Help understanding Bioinformatics question?

a_real_phoenix · (This post was last modified: Jun-21-2019, 05:35 PM by a_real_phoenix.)

Hi there. I have some Bioinformatics homework to do which involves using Python, and honestly I'm having a hard time wrapping my head around the question. I was hoping someone here might be able to explain things to me :)

You have received a series of files (four files: A, B, C and D)listing the frequencies of occurrence of sequence k-mers for a number of bacterial species. The result for each species is contained in one file which has no header and has lines like this:

ACTCGTATAGTCGA 347

Where the first part is the kmer and the second part the count.

Using n most frequent k-mers (where n is a user defined number when the program is run), calculate the Jaccard distance between each pair of organisms and hence identify the two most similar organisms.

If A is the list of k-mer types (not the counts, this list will have n items) in species one and B the list in species 2 then Jaccard distance is defined as:

(All unique kmers – kmers in both A and B) / All unique kmers This should be a number between 0 and 1. The closer to 0, the more similar the organisms.

E.g. if A and B have the kmers shown below (couldn't figure out how to add a table to my post :/)then the total number of unique kmers is 8, and the Jaccard index is (8-2)/8 = 0.75

The program should prompt the user for a directory in which the data files are to be found. Each data file name is the species name. The program should also prompt for the value of n to be used.

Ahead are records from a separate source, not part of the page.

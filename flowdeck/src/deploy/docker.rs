//! Standalone container commands
//!
//! The container is named after the project slug and the image is tagged
//! `<slug>:latest`.

use std::path::Path;
use std::time::Duration;

use crate::models::project::Project;
use crate::storage::settings::TimeoutSettings;
use crate::utils::shell_quote;

use super::plan::Step;

pub const PRODUCTION_DOCKERFILE: &str = "Dockerfile.production";

pub fn exec_prefix(project: &Project) -> String {
    format!("docker exec {} ", shell_quote(&project.slug))
}

pub fn build_steps(project: &Project, dir: &Path, timeouts: &TimeoutSettings) -> Vec<Step> {
    let file_flag = if dir.join(PRODUCTION_DOCKERFILE).is_file() {
        format!(" -f {}", PRODUCTION_DOCKERFILE)
    } else {
        String::new()
    };
    let line = format!(
        "docker build{} -t {} .",
        file_flag,
        shell_quote(&project.image_name())
    );
    vec![Step::new("docker build", line, Duration::from_secs(timeouts.build_secs)).in_dir(dir)]
}

/// Replace any existing container with a fresh one from the latest image
pub fn start_steps(project: &Project, timeouts: &TimeoutSettings) -> Vec<Step> {
    let timeout = Duration::from_secs(timeouts.start_secs);
    vec![
        remove_step(project, timeout),
        Step::new("docker run", run_line(project), timeout),
    ]
}

pub fn stop_steps(project: &Project, timeouts: &TimeoutSettings) -> Vec<Step> {
    let name = shell_quote(&project.slug);
    vec![Step::new(
        "docker stop",
        format!("docker stop {}", name),
        Duration::from_secs(timeouts.start_secs),
    )]
}

fn remove_step(project: &Project, timeout: Duration) -> Step {
    let name = shell_quote(&project.slug);
    Step::new(
        "remove old container",
        format!("docker stop {0} || true && docker rm -f {0} || true", name),
        timeout,
    )
    .optional()
}

pub fn run_line(project: &Project) -> String {
    let mut line = format!(
        "docker run -d --name {} --restart unless-stopped -p {}:{}",
        shell_quote(&project.slug),
        project.host_port(),
        project.container_port()
    );

    line.push_str(&format!(
        " -e {}",
        shell_quote(&format!("APP_ENV={}", project.environment))
    ));
    line.push_str(&format!(" -e APP_DEBUG={}", project.debug_enabled()));
    for (key, value) in &project.env_variables {
        line.push_str(&format!(" -e {}", shell_quote(&format!("{}={}", key, value))));
    }

    line.push(' ');
    line.push_str(&shell_quote(&project.image_name()));
    line
}

/// Prints `true` when the container is running
pub fn running_line(project: &Project) -> String {
    format!(
        "docker inspect -f '{{{{.State.Running}}}}' {}",
        shell_quote(&project.slug)
    )
}

pub fn prune_step(timeouts: &TimeoutSettings) -> Step {
    Step::new(
        "docker prune",
        "docker system prune -f",
        Duration::from_secs(timeouts.maintenance_secs),
    )
    .optional()
}
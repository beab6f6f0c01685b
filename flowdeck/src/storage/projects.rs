//! Project store

use uuid::Uuid;

use crate::errors::EngineError;
use crate::models::project::Project;
use crate::storage::layout::StorageLayout;
use crate::storage::table::{Record, Table};

impl Record for Project {
    fn id(&self) -> Uuid {
        self.id
    }
}

pub struct ProjectStore {
    table: Table<Project>,
}

impl ProjectStore {
    pub async fn open(layout: &StorageLayout) -> Result<Self, EngineError> {
        Ok(Self {
            table: Table::open("project", layout.projects_file()).await?,
        })
    }

    pub fn get(&self, id: Uuid) -> Option<Project> {
        self.table.get(id)
    }

    pub fn list(&self) -> Vec<Project> {
        let mut projects = self.table.list();
        projects.sort_by(|a, b| a.slug.cmp(&b.slug));
        projects
    }

    /// Look a project up by slug or by id
    pub fn resolve(&self, key: &str) -> Result<Project, EngineError> {
        if let Ok(id) = key.parse::<Uuid>() {
            if let Some(project) = self.table.get(id) {
                return Ok(project);
            }
        }
        self.table
            .find(|p| p.slug == key)
            .ok_or_else(|| EngineError::NotFound(format!("project {}", key)))
    }

    /// Insert or replace a project; slugs must stay unique
    pub async fn save(&self, project: Project) -> Result<Project, EngineError> {
        validate_slug(&project.slug)?;
        if let Some(other) = self.table.find(|p| p.slug == project.slug && p.id != project.id) {
            return Err(EngineError::ValidationError(format!(
                "slug '{}' is already used by project {}",
                project.slug, other.id
            )));
        }
        self.table.upsert(project).await
    }

    pub async fn update<F>(&self, id: Uuid, change: F) -> Result<Project, EngineError>
    where
        F: FnOnce(&mut Project) -> Result<(), EngineError>,
    {
        self.table.update(id, change).await
    }
}

/// Slugs become directory, image and container names
pub fn validate_slug(slug: &str) -> Result<(), EngineError> {
    let valid = !slug.is_empty()
        && slug.len() <= 64
        && slug
            .chars()
            .all(|c| c.is_ascii_lowercase() || c.is_ascii_digit() || c == '-' || c == '_')
        && !slug.starts_with('-');
    if valid {
        Ok(())
    } else {
        Err(EngineError::ValidationError(format!(
            "invalid slug '{}': use lowercase letters, digits, '-' and '_'",
            slug
        )))
    }
}

#[cfg(test)]
mod tests {
    use super::*;

    #[test]
    fn test_validate_slug() {
        assert!(validate_slug("shop-api_2").is_ok());
        assert!(validate_slug("Shop").is_err());
        assert!(validate_slug("a b").is_err());
        assert!(validate_slug("-rf").is_err());
        assert!(validate_slug("").is_err());
    }

    #[tokio::test]
    async fn test_resolve_by_slug_and_id() {
        let dir = tempfile::tempdir().unwrap();
        let store = ProjectStore::open(&StorageLayout::new(dir.path())).await.unwrap();
        let project = store
            .save(Project::new("blog", "Blog", "https://github.com/acme/blog.git"))
            .await
            .unwrap();

        assert_eq!(store.resolve("blog").unwrap().id, project.id);
        assert_eq!(store.resolve(&project.id.to_string()).unwrap().slug, "blog");
        assert!(matches!(store.resolve("nope"), Err(EngineError::NotFound(_))));
    }

    #[tokio::test]
    async fn test_duplicate_slug_is_rejected() {
        let dir = tempfile::tempdir().unwrap();
        let store = ProjectStore::open(&StorageLayout::new(dir.path())).await.unwrap();
        store
            .save(Project::new("blog", "Blog", "https://github.com/acme/blog.git"))
            .await
            .unwrap();
        let err = store
            .save(Project::new("blog", "Other", "https://github.com/acme/other.git"))
            .await
            .unwrap_err();
        assert!(matches!(err, EngineError::ValidationError(_)));
    }
}
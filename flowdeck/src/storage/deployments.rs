//! Deployment history store

use uuid::Uuid;

use crate::errors::EngineError;
use crate::models::deployment::Deployment;
use crate::storage::layout::StorageLayout;
use crate::storage::table::{Record, Table};

impl Record for Deployment {
    fn id(&self) -> Uuid {
        self.id
    }
}

pub struct DeploymentStore {
    table: Table<Deployment>,
}

impl DeploymentStore {
    pub async fn open(layout: &StorageLayout) -> Result<Self, EngineError> {
        Ok(Self {
            table: Table::open("deployment", layout.deployments_file()).await?,
        })
    }

    pub fn get(&self, id: Uuid) -> Option<Deployment> {
        self.table.get(id)
    }

    pub fn require(&self, id: Uuid) -> Result<Deployment, EngineError> {
        self.table.require(id)
    }

    pub async fn insert(&self, deployment: Deployment) -> Result<Deployment, EngineError> {
        self.table.upsert(deployment).await
    }

    pub async fn update<F>(&self, id: Uuid, change: F) -> Result<Deployment, EngineError>
    where
        F: FnOnce(&mut Deployment) -> Result<(), EngineError>,
    {
        self.table.update(id, change).await
    }

    /// The pending or running deployment of a project, if any
    pub fn active_for(&self, project_id: Uuid) -> Option<Deployment> {
        self.table
            .find(|d| d.project_id == project_id && d.is_active())
    }

    /// All deployments of a project, newest first
    pub fn for_project(&self, project_id: Uuid) -> Vec<Deployment> {
        let mut deployments = self.table.filter(|d| d.project_id == project_id);
        deployments.sort_by(|a, b| b.created_at.cmp(&a.created_at));
        deployments
    }

    pub fn recent(&self, project_id: Uuid, limit: usize) -> Vec<Deployment> {
        let mut deployments = self.for_project(project_id);
        deployments.truncate(limit);
        deployments
    }

    /// Success-class deployments with a commit, newest first
    pub fn rollback_points(&self, project_id: Uuid, limit: usize) -> Vec<Deployment> {
        let mut points: Vec<Deployment> = self
            .for_project(project_id)
            .into_iter()
            .filter(|d| d.status.is_success_class() && d.commit_hash.is_some())
            .collect();
        points.truncate(limit);
        points
    }
}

Thanks a ton for any help understanding what's happening here, I really appreciate it <3

***micseydel*** · Jun-22-2019, 04:34 AM

First off, this isn't a Python question, so you might have a hard time getting attention. That aside, do you have any specific questions? I'm not sure what you would expect from us other than to re-word things semi-randomly.

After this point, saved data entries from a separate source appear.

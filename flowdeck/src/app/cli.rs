//! Command line interface
//!
//! Arguments are positional words plus `--key=value` or bare `--flag`
//! options. Every command runs to completion in the calling process and
//! prints a short human readable summary.

use std::collections::HashMap;
use std::path::PathBuf;

use colored::{ColoredString, Colorize};
use uuid::Uuid;

use crate::app::state::AppState;
use crate::deploy::health::{HealthReport, HealthStatus};
use crate::deploy::orchestrator::{ActionReport, DeployOptions};
use crate::errors::EngineError;
use crate::filesys::file::File;
use crate::models::deployment::{Deployment, DeploymentStatus, DeploymentTrigger};
use crate::models::project::{Project, ProjectStatus};
use crate::models::script::NewScript;
use crate::scripts::language::ScriptLanguage;

pub const USAGE: &str = "Usage: flowdeck [--home=<dir>] <command>

Commands:
  serve                                   Run the HTTP API
  deploy <project> [--force]              Deploy the project's branch
  rollback <project> <deployment>         Redeploy an earlier successful deployment
  stop|start|restart|cleanup <project>    Control the running application
  health <project>                        Print a health report
  cancel <deployment>                     Cancel a pending or running deployment
  deployments <project> [--limit=N]       List recent deployments
  logs <deployment>                       Print a deployment's output log
  projects list                           List registered projects
  projects add <file.json>                Register or replace a project
  scripts list                            List stored scripts
  scripts templates                       List built-in script templates
  scripts validate <file> [--language=L]  Syntax check a script file
  scripts create <file.json>              Store a new script
  scripts generate <template> <project>   Store a script from a template

Options:
  --home=<dir>   Storage directory (default: $FLOWDECK_HOME or /etc/flowdeck)
  --version      Print version information
";

/// Raw command line split into positionals and options
#[derive(Debug, Clone, Default)]
pub struct CliArgs {
    pub positionals: Vec<String>,
    pub flags: HashMap<String, String>,
}

impl CliArgs {
    /// Parse arguments, excluding the program name
    pub fn parse<I, S>(args: I) -> Self
    where
        I: IntoIterator<Item = S>,
        S: Into<String>,
    {
        let mut cli_args = CliArgs::default();
        for arg in args.into_iter().map(Into::into) {
            if let Some(flag) = arg.strip_prefix("--") {
                // Handle --key=value and standalone flags like --force
                match flag.split_once('=') {
                    Some((key, value)) => cli_args.flags.insert(key.to_string(), value.to_string()),
                    None => cli_args.flags.insert(flag.to_string(), "true".to_string()),
                };
            } else if arg == "-h" {
                cli_args.flags.insert("help".to_string(), "true".to_string());
            } else {
                cli_args.positionals.push(arg);
            }
        }
        cli_args
    }

    pub fn flag(&self, key: &str) -> Option<&str> {
        self.flags.get(key).map(String::as_str)
    }

    pub fn has_flag(&self, key: &str) -> bool {
        matches!(self.flag(key), Some(value) if value != "false")
    }
}

/// Project control actions sharing one output format
#[derive(Debug, Clone, Copy, PartialEq, Eq)]
pub enum ProjectAction {
    Stop,
    Start,
    Restart,
    Cleanup,
}
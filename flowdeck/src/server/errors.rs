//! HTTP error responses

use axum::http::StatusCode;
use axum::response::{IntoResponse, Response};
use serde_json::json;

use crate::errors::EngineError;

/// Error type returned by handlers
#[derive(Debug, thiserror::Error)]
pub enum ApiError {
    #[error(transparent)]
    Engine(#[from] EngineError),

    /// A request body or parameter that could not be used
    #[error("Bad request: {0}")]
    BadRequest(String),
}

pub type ApiResult<T> = Result<T, ApiError>;

pub fn status_for(err: &EngineError) -> StatusCode {
    match err.root_cause() {
        EngineError::DeploymentInProgress { .. } | EngineError::AlreadyTerminal { .. } => {
            StatusCode::CONFLICT
        }
        EngineError::ScriptSyntaxError { .. }
        | EngineError::ValidationError(_)
        | EngineError::RollbackTargetInvalid { .. }
        | EngineError::HookCycle(_)
        | EngineError::InvalidTransition { .. } => StatusCode::UNPROCESSABLE_ENTITY,
        EngineError::NotFound(_) => StatusCode::NOT_FOUND,
        EngineError::ExternalCommandFailure { .. } | EngineError::SpawnFailed { .. } => {
            StatusCode::BAD_GATEWAY
        }
        EngineError::TimeoutExceeded { .. } => StatusCode::GATEWAY_TIMEOUT,
        _ => StatusCode::INTERNAL_SERVER_ERROR,
    }
}

impl IntoResponse for ApiError {
    fn into_response(self) -> Response {
        let (status, body) = match &self {
            ApiError::Engine(err) => {
                let status = status_for(err);
                if status == StatusCode::INTERNAL_SERVER_ERROR {
                    tracing::error!(error = %err, "Internal error");
                }
                let mut body = json!({
                    "error": err.to_string(),
                    "code": err.code(),
                });
                if let EngineError::DeploymentFailed { deployment_id, .. } = err {
                    body["deployment_id"] = json!(deployment_id);
                }
                (status, body)
            }
            ApiError::BadRequest(msg) => (
                StatusCode::BAD_REQUEST,
                json!({ "error": msg, "code": "bad_request" }),
            ),
        };

        (status, axum::Json(body)).into_response()
    }
}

**scidam** · Jun-22-2019, 10:29 AM

You need to divide your problem into a set of small ones. Underlying math isn't quite hard: Jaccard coefficient (similarity) is a fraction of the measure of an intersection of two sets and the measure of a union of them. Jaccard distance seems to be (1 - Jaccard coefficient).

So, you need to implement a function that traverse the specified directory and returns
data loaded from two files. This function could be implemented as a generator.
This generator will yield a new pair of data until all possible combinations
be traversed (s(s-1)/2, where s is the number of files in the folder).

Below is a sketch of the solution; completely not tested but might be helpful...

def traverse_dir(path='.'):
    # some code goes here, probably you'll need to use os.path.walk
    yield df1, df2, filenames  # df1, df2 assumed to be pandas dataframes; each dataframe has two columns
    
   
    
def get_jaccard(df1, df2, n=3):
    """Return Jaccard distance between two dfs of specified form
    
    Parameters
    ==========
        
        :param df1: Pandas data frame
        :param df2: Pandas data frame
        :param n: an integer, the number of most frequent ... to use
    
    
    Notes
    =====
    
    df1, df2 assumed to have the following form:
    
    df1 = pd.DataFrame({0: ['AACCTTGG', 'CCTTGGA'], 1:[4, 8]})
    df2 = pd.DataFrame({0: ['AACCTTGG', 'CCTTGGA', 'ACC'], 1:[3, 4, 8]})
    
    Pandas assumed to be imported as pd.
    """
    
    d1 = df1.sort_values(by=1, ascending=False)[:n]
    d2 = df1.sort_values(by=1, ascending=False)[:n]
    common = pd.np.intersection1d(d1.iloc[:, 0].values, d2.iloc[:, 0].values)
    a = d1[d1.iloc[:, 0].isin(common) & d2.iloc[:, 0].isin(common)].iloc[:, 1].values
    b = d2[d1.iloc[:, 0].isin(common) & d2.iloc[:, 0].isin(common)].iloc[:, 1].values
    comm_measure = pd.np.vstack([a,b]).min(axis=0).sum()
    all_unique = ... # write something here... 
    
    return  (1 - comm_measure / all_unique)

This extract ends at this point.